Feedback welcome: https://github.com/nizos/probity

trolleski today at 9:11 AM

Maybe we could devise a language which would be like a natural language but have some pretty neat formal properties... Wait...

shivnathtathe today at 9:17 AM

Observability is the missing piece here — built opensmith for exactly this reason, tracing agent control flow locally

kenjackson yesterday at 7:28 PM

I feel like people forget that they're still allowed to program. You're still allowed to create workflows tying together LLMs and agents if you want. Almost all the tools and technology that existed before LLMs are still available to be used.

nickstinemates today at 3:35 AM

This is why we built swamp[1].

Swamp teaches your Agent to build and execute repeatable workflows, makes all the data they produce searchable, and enables your team to collaborate.

We also build swamp and swamp club using swamp. You can see that process in the lab[2]. This combines all of the creativity of the LLM for the parts that matter, while providing deterministic outcomes for the parts you need to be deterministic.

1: https://swamp.club

2: https://swamp.club/lab

socketcluster yesterday at 11:05 PM

That's why I built https://saasufy.com/ as an agent tool for building data-driven realtime apps.
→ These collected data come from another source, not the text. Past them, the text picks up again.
//! Event topics emitted by station providers.

use std::fmt;

use crate::domain::{Station, StationNumber};
use crate::events::{EventChannel, Subscription};

/// Topics every provider may emit on.
#[derive(Debug, Clone, Copy, PartialEq, Eq, Hash)]
pub enum Topic {
    /// An unordered list of stations.
    Stations,
    /// An unordered list of starred station numbers.
    StarredStationIds,
    /// A diagnostic about a failure the provider swallowed.
    Error,
}

impl Topic {
    /// Wire name of the topic.
    pub fn as_str(self) -> &'static str {
        match self {
            Topic::Stations => "stations",
            Topic::StarredStationIds => "starred-stations-ids",
            Topic::Error => "error",
        }
    }
}

impl fmt::Display for Topic {
    fn fmt(&self, f: &mut fmt::Formatter<'_>) -> fmt::Result {
        f.write_str(self.as_str())
    }
}

/// A failure a provider absorbed instead of emitting bad data.
#[derive(Debug, Clone, PartialEq, Eq)]
pub struct ProviderDiagnostic {
    /// Name of the provider that hit the failure.
    pub provider: String,
    pub message: String,
}

/// Payload of a provider event.
#[derive(Debug, Clone, PartialEq)]
pub enum ProviderEvent {
    Stations(Vec<Station>),
    StarredStationIds(Vec<StationNumber>),
    Error(ProviderDiagnostic),
}

impl ProviderEvent {
    /// The topic this payload belongs to.
    pub fn topic(&self) -> Topic {
        match self {
            ProviderEvent::Stations(_) => Topic::Stations,
            ProviderEvent::StarredStationIds(_) => Topic::StarredStationIds,
            ProviderEvent::Error(_) => Topic::Error,
        }
    }
}

/// The event channel owned by one provider.
///
/// Cloning shares the subscriber set, which is how a provider hands its
/// channel to a background job.
#[derive(Clone, Default)]
pub struct ProviderEvents {
    channel: EventChannel<Topic, ProviderEvent>,
}

impl ProviderEvents {
    pub fn new() -> Self {
        Self::default()
    }

    /// Subscribe to raw events on a topic.
    pub fn subscribe<F>(&self, topic: Topic, handler: F) -> Subscription
    where
        F: Fn(&ProviderEvent) + Send + Sync + 'static,
    {
        self.channel.subscribe(topic, handler)
    }

    /// Subscribe to `stations`.
    pub fn on_stations<F>(&self, handler: F) -> Subscription
    where
        F: Fn(&[Station]) + Send + Sync + 'static,
    {
        self.subscribe(Topic::Stations, move |event| {
            if let ProviderEvent::Stations(stations) = event {
                handler(stations);
            }
        })
    }

    /// Subscribe to `starred-stations-ids`.
    pub fn on_starred_station_ids<F>(&self, handler: F) -> Subscription
    where
        F: Fn(&[StationNumber]) + Send + Sync + 'static,
    {
        self.subscribe(Topic::StarredStationIds, move |event| {
            if let ProviderEvent::StarredStationIds(ids) = event {
                handler(ids);
            }
        })
    }

    /// Subscribe to `error`.
    pub fn on_error<F>(&self, handler: F) -> Subscription
    where
        F: Fn(&ProviderDiagnostic) + Send + Sync + 'static,
    {
        self.subscribe(Topic::Error, move |event| {
            if let ProviderEvent::Error(diagnostic) = event {
                handler(diagnostic);
            }
        })
    }

    /// Emit an event on its own topic.
    pub fn emit(&self, event: ProviderEvent) {
        self.channel.emit(&event.topic(), &event);
    }

    pub(crate) fn emit_stations(&self, stations: Vec<Station>) {
        self.emit(ProviderEvent::Stations(stations));
    }

    pub(crate) fn emit_starred_station_ids(&self, ids: Vec<StationNumber>) {
        self.emit(ProviderEvent::StarredStationIds(ids));
    }

    pub(crate) fn emit_error(&self, provider: &str, message: impl Into<String>) {
        self.emit(ProviderEvent::Error(ProviderDiagnostic {
            provider: provider.to_string(),
            message: message.into(),
        }));
    }

    /// Number of handlers on a topic.
    pub fn handler_count(&self, topic: Topic) -> usize {
        self.channel.handler_count(&topic)
    }
}

impl fmt::Debug for ProviderEvents {
    fn fmt(&self, f: &mut fmt::Formatter<'_>) -> fmt::Result {
        f.debug_struct("ProviderEvents")
            .field("stations", &self.handler_count(Topic::Stations))
            .field("starred", &self.handler_count(Topic::StarredStationIds))
            .field("error", &self.handler_count(Topic::Error))
            .finish()
    }
}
I started working on it piece by piece about 14 years ago. It was originally targeted at junior developers to provide them the necessary security and scalability guardrails whilst trying to maintain as much flexibility as possible. It's very flexible; most of Saasufy is itself is built using Saasufy. Only the actual user service and orchestration is custom backend code.

Also, I designed it in a way that it would help the user fast-track their learning of important concepts like authentication, access control, schema validation.

It turns out that all of these things that junior devs need are exactly what LLMs need as well.

I tested it with Claude Code originally and got consistently great results. More recently, I tested with https://pi.dev with GPT 5.5 and it seemed to be on par.

deleted yesterday at 7:53 PM

sudosteph yesterday at 7:52 PM

This is a good discussion topic. A lot of people really seem to believe that if you word a prompt just so, that you just need to throw a high-powered model at it, it will work consistently how you want. And maybe as models progress that might be the case. But right now, that's not how I've seen real life work out.

Even skills are not a catch-all, because besides the supply chain risk from using skills you pull from someone else, a lot of tasks require an assortment of skills.

I've accommodated this with my agent team (mostly sonnets fwiw) by developing what we call "operational reflexes". Basically common tasks that require multiple domains of expertise are given a lockfile defining which of the skills are most relevant (even which fragment of a skill) and how in-depth / verbose each element needs to be to accomplish the same task the same way, with minimal hallucinations or external sources.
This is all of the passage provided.